Core Concepts
Proposing a learning-based detection framework for uplink massive MIMO systems with one-bit ADCs, utilizing dithering to overcome under-trained likelihood functions.
Abstract
The paper introduces a learning-based approach for one-bit maximum likelihood detection in massive MIMO systems. It addresses the challenges of under-trained likelihood functions by incorporating dithering signals and adaptive learning techniques. The content is structured into sections covering system models, naive detection methods, adaptive statistical learning without CSI, and extension to channel coding. Simulation results validate the proposed methods' performance in uncoded and coded scenarios.
System Model:
Massive MIMO systems with one-bit ADCs.
Channel estimation challenges addressed through learning-based approaches.
Naive Detection:
Counting-based method for estimating likelihood probabilities.

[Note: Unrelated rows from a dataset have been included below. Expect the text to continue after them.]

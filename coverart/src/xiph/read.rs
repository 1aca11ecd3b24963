use super::{Field, XiphComment};
use crate::config::ParsingMode;
use crate::error::{CoverError, ErrorKind, Result};
use crate::flac::FlacPicture;
use crate::macros::{err, try_vec};
use crate::picture::PictureType;

use std::io::Read;

use byteorder::{LittleEndian, ReadBytesExt};
use data_encoding::BASE64;

/// Parse a Xiph comment from the content of a FLAC `VORBIS_COMMENT` block
pub(crate) fn read_comments(content: &[u8], parse_mode: ParsingMode) -> Result<XiphComment> {
	let data = &mut &content[..];

	let vendor_bytes = read_field(data)?;
	let vendor = match String::from_utf8(vendor_bytes) {
		Ok(vendor) => vendor,
		Err(e) => {
			if parse_mode == ParsingMode::Strict {
				return Err(e.into());
			}

			log::warn!("Xiph comment has an invalid vendor string, replacing it");
			String::from_utf8_lossy(e.as_bytes()).into_owned()
		},
	};

	let number_of_items = data.read_u32::<LittleEndian>()?;

	// Every field needs at least its length
	if u64::from(number_of_items) > (data.len() >> 2) as u64 {
		err!(SizeMismatch);
	}

	let mut comment = XiphComment {
		vendor,
		fields: Vec::with_capacity(number_of_items as usize),
		pictures: Vec::new(),
	};

	let mut legacy_covers = Vec::new();
	// The position of each `COVERARTMIME` field, and its value
	let mut legacy_mimes = Vec::new();

	for _ in 0..number_of_items {
		let field = read_field(data)?;

		// KEY=VALUE
		let Some(separator) = field.iter().position(|b| *b == b'=') else {
			log::warn!("No separator found in field, keeping it as-is");
			comment.fields.push(Field::Raw(field));
			continue;
		};

		let (key, value) = (&field[..separator], &field[separator + 1..]);
		match key {
			k if k.eq_ignore_ascii_case(b"METADATA_BLOCK_PICTURE") => {
				match FlacPicture::from_base64(value, parse_mode) {
					Ok(picture) => comment.pictures.push(picture),
					Err(e) => {
						if parse_mode == ParsingMode::Strict {
							return Err(e);
						}

						log::warn!("Failed to decode Xiph comment picture, discarding field");
					},
				}
			},
			// `COVERART` is an old deprecated image storage format, with the MIME type kept in
			// a separate `COVERARTMIME` field. They're paired up in order.
			//
			// <https://wiki.xiph.org/VorbisComment#Conversion_to_METADATA_BLOCK_PICTURE>
			k if k.eq_ignore_ascii_case(b"COVERART") => match BASE64.decode(value) {
				Ok(data) => {
					log::warn!("Found deprecated `COVERART` field, converting to a picture");
					legacy_covers.push(data);
				},
				Err(_) => {
					if parse_mode == ParsingMode::Strict {
						err!(NotAPicture);
					}

					log::warn!("Failed to decode `COVERART` field, discarding");
				},
			},
			// Kept in place until it's known whether there's a `COVERART` field to pair it with
			k if k.eq_ignore_ascii_case(b"COVERARTMIME") => {
				legacy_mimes.push((
					comment.fields.len(),
					String::from_utf8_lossy(value).into_owned(),
				));
				comment.fields.push(Field::Raw(field.clone()));
			},
			_ => match (std::str::from_utf8(key), std::str::from_utf8(value)) {
				(Ok(key), Ok(value)) => comment
					.fields
					.push(Field::Text(key.to_owned(), value.to_owned())),
				_ => {
					if parse_mode == ParsingMode::Strict {
						return Err(CoverError::new(ErrorKind::TextDecode(
							"Xiph comment field is not valid UTF-8",
						)));
					}

					log::warn!("Non UTF-8 value found, keeping the field as-is");
					comment.fields.push(Field::Raw(field.clone()));
				},
			},
		}
	}

	// Paired MIME types become part of their picture, any extras stay behind as plain fields
	let paired = legacy_covers.len().min(legacy_mimes.len());
	for (index, _) in legacy_mimes[..paired].iter().rev() {
		comment.fields.remove(*index);
	}

	let mut legacy_mimes = legacy_mimes.into_iter().map(|(_, mime)| mime);
	for data in legacy_covers {
		comment.pictures.push(FlacPicture {
			pic_type: PictureType::Other,
			mime_type: legacy_mimes.next().unwrap_or_default(),
			description: String::new(),
			width: 0,
			height: 0,
			color_depth: 0,
			num_colors: 0,
			data,
		});
	}

	Ok(comment)
}

fn read_field(data: &mut &[u8]) -> Result<Vec<u8>> {
	let len = data.read_u32::<LittleEndian>()?;
	if len as usize > data.len() {
		err!(SizeMismatch);
	}

	let mut field = try_vec![0; len as usize];
	data.read_exact(&mut field)?;

	Ok(field)
}
use crate::error::Result;
use crate::macros::{err, try_vec};
use crate::picture::PictureType;
use crate::util::text::{TextEncoding, read_terminated, utf16_decode, utf16le_encode};

use byteorder::{LittleEndian, ReadBytesExt, WriteBytesExt};

// Type, data length, and two empty terminated strings
const MIN_PICTURE_SIZE: usize = 9;

/// The value of an ASF `WM/Picture` attribute
///
/// The MIME type and description are stored as null-terminated UTF-16 LE strings.
#[derive(Debug, Clone, PartialEq, Eq)]
pub struct AsfPicture {
	/// The picture type
	pub pic_type: PictureType,
	/// The MIME type, stored exactly as found
	pub mime_type: String,
	/// The picture description
	pub description: String,
	/// The picture data
	pub data: Vec<u8>,
}

impl AsfPicture {
	/// Create a new `AsfPicture` with an empty description
	pub fn new<M>(pic_type: PictureType, mime_type: M, data: Vec<u8>) -> Self
	where
		M: Into<String>,
	{
		Self {
			pic_type,
			mime_type: mime_type.into(),
			description: String::new(),
			data,
		}
	}

	/// Parse an `AsfPicture` from the raw value of a `WM/Picture` attribute
	///
	/// # Errors
	///
	/// * `content` is too short to hold a picture
	/// * Either string is not valid UTF-16
	/// * The data length extends past the end of `content`
	pub fn parse(content: &[u8]) -> Result<Self> {
		if content.len() < MIN_PICTURE_SIZE {
			err!(NotAPicture);
		}

		let reader = &mut &content[..];

		let pic_type = PictureType::from_u8(reader.read_u8()?);
		let data_len = reader.read_u32::<LittleEndian>()? as usize;

		let mime_type = utf16_decode(
			&read_terminated(reader, TextEncoding::UTF16),
			u16::from_le_bytes,
		)?;
		let description = utf16_decode(
			&read_terminated(reader, TextEncoding::UTF16),
			u16::from_le_bytes,
		)?;

		if data_len > reader.len() {
			err!(SizeMismatch);
		}

		if data_len < reader.len() {
			log::warn!(
				"ASF: Found {} trailing bytes after `WM/Picture` data",
				reader.len() - data_len
			);
		}

		let mut data = try_vec![0; data_len];
		data.copy_from_slice(&reader[..data_len]);

		Ok(Self {
			pic_type,
			mime_type,
			description,
			data,
		})
	}

	/// Convert the picture to the raw value of a `WM/Picture` attribute
	///
	/// # Errors
	///
	/// The picture data is larger than [`u32::MAX`] bytes
	pub fn as_bytes(&self) -> Result<Vec<u8>> {
		let Ok(data_len) = u32::try_from(self.data.len()) else {
			err!(TooMuchData);
		};

		let mime_type = utf16le_encode(&self.mime_type, true);
		let description = utf16le_encode(&self.description, true);

		let mut content =
			Vec::with_capacity(5 + mime_type.len() + description.len() + self.data.len());
		content.write_u8(self.pic_type.as_u8())?;
		content.write_u32::<LittleEndian>(data_len)?;
		content.extend(mime_type);
		content.extend(description);
		content.extend(&self.data);

		Ok(content)
	}
}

Under-trained likelihood functions identified as a critical issue at high SNR.
Adaptive Statistical Learning:
Dither-and-learning technique introduced to prevent under-trained likelihood functions.
Adaptive dithering power update based on feedback from observations.
Extension to Channel Coding:
Introduction of frame structure for channel-coded communication frameworks.
Calculation of soft metrics using trained likelihood probabilities for LLR computation in decoding process.
Stats
The proposed method aims to address the challenges of under-trained likelihood functions by incorporating dithering signals and adaptive learning techniques.
The number of under-trained likelihood functions among 2Nr likelihood functions is evaluated for Nu = 4 users, 4-QAM, Nr = 32 antennas, and Ntr = 45 pilot signals with Rayleigh channels.
The proposed adaptive dither-and-learning (ADL) method divides the training period into Ns ∈{1, 3, 5} sub-blocks for feedback-driven updates of dithering power.